Chefe do Laboratório de Genética Molecular da Universidade de São Paulo, a biofísica Lygia da Veiga Pereira participou da audiência pública convocada pelo Supremo. Agora, festeja a liberação das pesquisas e acredita que os especialistas terão condições de levantar os recursos necessários. A pesquisadora também considera que a liberação do uso de células embrionárias não deve limitar os horizontes dos cientistas. “Podemos e devemos investir em diversos tipos de pesquisa. Só não posso admitir que me obriguem a pesquisar usando apenas células adultas. Por mais que tragam resultados, não se comparam com o potencial das células-tronco embrionárias.”

Ao contrário do que pode sugerir a reação da mídia, nem toda a comunidade científica vê com bons olhos a decisão do STF. Professora da Universidade Federal do Rio de Janeiro, Cláudia Batista manifestou-se em mais de uma ocasião pela utilização apenas das células adultas. Para ela, os resultados neste caso podem ser mensurados, ao contrário do que acontece com as pesquisas em células de embriões, cuja utilização implicaria “extrapolar os limites éticos”.

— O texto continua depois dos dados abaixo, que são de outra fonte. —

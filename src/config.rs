use crate::policy::PolicyKind;
use clap::Parser;
use log::LevelFilter;
use std::env;
use std::fmt::Debug;
use std::str::FromStr;
use thiserror::Error;

/// Configuration problems detected before a simulation is built.
#[derive(Debug, Error, PartialEq)]
pub enum Error {
    #[error("'frames' must be at least 1")]
    NoFrames,
    #[error("'max_virtual_pages' must be at least 1")]
    NoVirtualPages,
    #[error("'max_ttl' must be at least 1")]
    NoTimeToLive,
    #[error("'working_set_size' must be at least 1")]
    EmptyWorkingSet,
    #[error("'{name}' must be a probability in [0, 1], got {value}")]
    Probability { name: &'static str, value: f64 },
}

#[derive(Parser, Debug, Clone)]
#[command(author, version, about, long_about = None)]
pub struct Config {
    /// Number of physical frames shared by all processes.
    #[arg(long, default_value_t = env_or_default("SIM_FRAMES", 32))]
    pub frames: usize,

    /// Upper bound on the number of pages in a process's address space.
    #[arg(long, default_value_t = env_or_default("SIM_MAX_VIRTUAL_PAGES", 48))]
    pub max_virtual_pages: usize,

    #[arg(long, default_value_t = env_or_default("SIM_PROCESSES", 3))]
    pub processes: usize,

    #[arg(long, default_value_t = env_or_default("SIM_TICKS", 1000))]
    pub ticks: u64,

    /// Upper bound on a process's time to live, counted in scheduled turns.
    #[arg(long, default_value_t = env_or_default("SIM_MAX_TTL", 1000))]
    pub max_ttl: u64,

    #[arg(long, default_value_t = env_or_default("SIM_WORKING_SET_SIZE", 12))]
    pub working_set_size: usize,

    /// Ticks between working set refreshes, 0 to keep the first one.
    #[arg(long, default_value_t = env_or_default("SIM_WORKING_SET_INTERVAL", 50))]
    pub working_set_interval: u64,

    /// Every n-th tick runs system work instead of a user process, 0 to disable.
    #[arg(long, default_value_t = env_or_default("SIM_SYSTEM_INTERVAL", 10))]
    pub system_interval: u64,

    /// Probability that a reference targets the working set.
    #[arg(long, default_value_t = env_or_default("SIM_LOCALITY", 0.9))]
    pub locality: f64,

    /// Probability that a reference is a write.
    #[arg(long, default_value_t = env_or_default("SIM_WRITE_RATIO", 0.3))]
    pub write_ratio: f64,

    #[arg(long, value_enum, default_value_t = env_or_default("SIM_POLICY", PolicyKind::WsClock))]
    pub policy: PolicyKind,

    /// Seed for every random source. Omit for a fresh run each time.
    #[arg(long)]
    pub seed: Option<u64>,

    #[arg(long, default_value_t = env_or_default("SIM_LOG_LEVEL", LevelFilter::Warn))]
    pub log_level: LevelFilter,

    /// Check the page/frame invariants after every tick.
    #[arg(long)]
    pub validate: bool,

    #[arg(long)]
    pub no_progress: bool,
}

impl Config {
    pub fn validate(&self) -> Result<(), Error> {
        self.engine().validate()?;
        if self.max_ttl == 0 {
            return Err(Error::NoTimeToLive);
        }
        if self.working_set_size == 0 {
            return Err(Error::EmptyWorkingSet);
        }
        check_probability("locality", self.locality)?;
        check_probability("write_ratio", self.write_ratio)
    }

    pub fn display(&self) {
        println!("simulation configuration values: ");
        println!("{:#?}", self);
    }

    /// The subset of the configuration the memory-management engine is built from.
    pub fn engine(&self) -> EngineConfig {
        EngineConfig {
            frame_count: self.frames,
            max_virtual_pages: self.max_virtual_pages,
            policy: self.policy,
        }
    }
}

/// Construction parameters of the memory-management engine.
#[derive(Debug, Clone, Copy, PartialEq, Eq)]
pub struct EngineConfig {
    pub frame_count: usize,
    pub max_virtual_pages: usize,
    pub policy: PolicyKind,
}

impl EngineConfig {
    pub fn validate(&self) -> Result<(), Error> {
        if self.frame_count == 0 {
            Err(Error::NoFrames)
        } else if self.max_virtual_pages == 0 {
            Err(Error::NoVirtualPages)
        } else {
            Ok(())
        }
    }
}

fn check_probability(name: &'static str, value: f64) -> Result<(), Error> {
    match (0.0..=1.0).contains(&value) {
        true => Ok(()),
        false => Err(Error::Probability { name, value }),
    }
}

fn env_or_default<T>(varname: &str, default: T) -> T
where
    T: FromStr,
    T::Err: Debug,
{
    match env::var(varname) {
        Ok(val) => val
            .parse()
            .unwrap_or_else(|e| panic!("invalid value for env var '{}': {:?}", varname, e)),
        _ => default,
    }
}

#[cfg(test)]
mod tests {

    use super::*;

    fn standard_config() -> Config {
        Config::parse_from(["wsclock_sim"])
    }

    #[cfg(test)]
    mod config_tests {

        use super::*;

        #[test]
        fn parse_flags() {
            let config = Config::parse_from([
                "wsclock_sim",
                "--frames",
                "4",
                "--policy",
                "random",
                "--seed",
                "9",
                "--log-level",
                "debug",
                "--validate",
            ]);
            assert_eq!(config.frames, 4);
            assert_eq!(config.policy, PolicyKind::Random);
            assert_eq!(config.seed, Some(9));
            assert_eq!(config.log_level, LevelFilter::Debug);
            assert!(config.validate);
            assert!(!config.no_progress);
        }

        #[test]
        fn validate_defaults() {
            let mut config = standard_config();
            config.frames = 32;
            config.max_virtual_pages = 48;
            config.max_ttl = 1000;
            config.working_set_size = 12;
            config.locality = 0.9;
            config.write_ratio = 0.3;
            assert_eq!(config.validate(), Ok(()));
        }

        #[test]
        fn validate_rejects() {
            let mut config = standard_config();
            config.frames = 0;
            assert_eq!(config.validate(), Err(Error::NoFrames));

            config.frames = 2;
            config.max_virtual_pages = 0;
            assert_eq!(config.validate(), Err(Error::NoVirtualPages));

            config.max_virtual_pages = 2;
            config.max_ttl = 0;
            assert_eq!(config.validate(), Err(Error::NoTimeToLive));

            config.max_ttl = 2;
            config.working_set_size = 0;
            assert_eq!(config.validate(), Err(Error::EmptyWorkingSet));

            config.working_set_size = 2;
            config.locality = 0.5;
            config.write_ratio = 1.5;
            assert_eq!(
                config.validate(),
                Err(Error::Probability {
                    name: "write_ratio",
                    value: 1.5
                })
            );
        }

        #[test]
        fn engine() {
            let mut config = standard_config();
            config.frames = 7;
            config.max_virtual_pages = 5;
            config.policy = PolicyKind::Random;
            assert_eq!(
                config.engine(),
                EngineConfig {
                    frame_count: 7,
                    max_virtual_pages: 5,
                    policy: PolicyKind::Random,
                }
            );
        }

        #[test]
        fn error_message() {
            let message = Error::Probability {
                name: "locality",
                value: -1.0,
            }
            .to_string();
            assert_eq!(message, "'locality' must be a probability in [0, 1], got -1");
        }
    }
}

Para a ONG Conectas Direitos Humanos, também ouvida na audiência pública, a decisão é importante também por colocar o Brasil “numa posição de vanguarda no tema, ante as demais cortes do mundo”. Na Itália, a pressão do Vaticano venceu. Lá existe uma lei que proíbe expressamente o uso de células embrionárias. “Esses embriões, cujo sistema nervoso central nem sequer começou a se formar, e que se demonstram inviáveis, não podem ser equiparados moral ou juridicamente a uma pessoa, enquanto experiência existencial única, fecho de emoções, sentimentos e potencialidade de uma existência autônoma”, avalia Oscar Vilhena Vieira, diretor-jurídico da Conectas.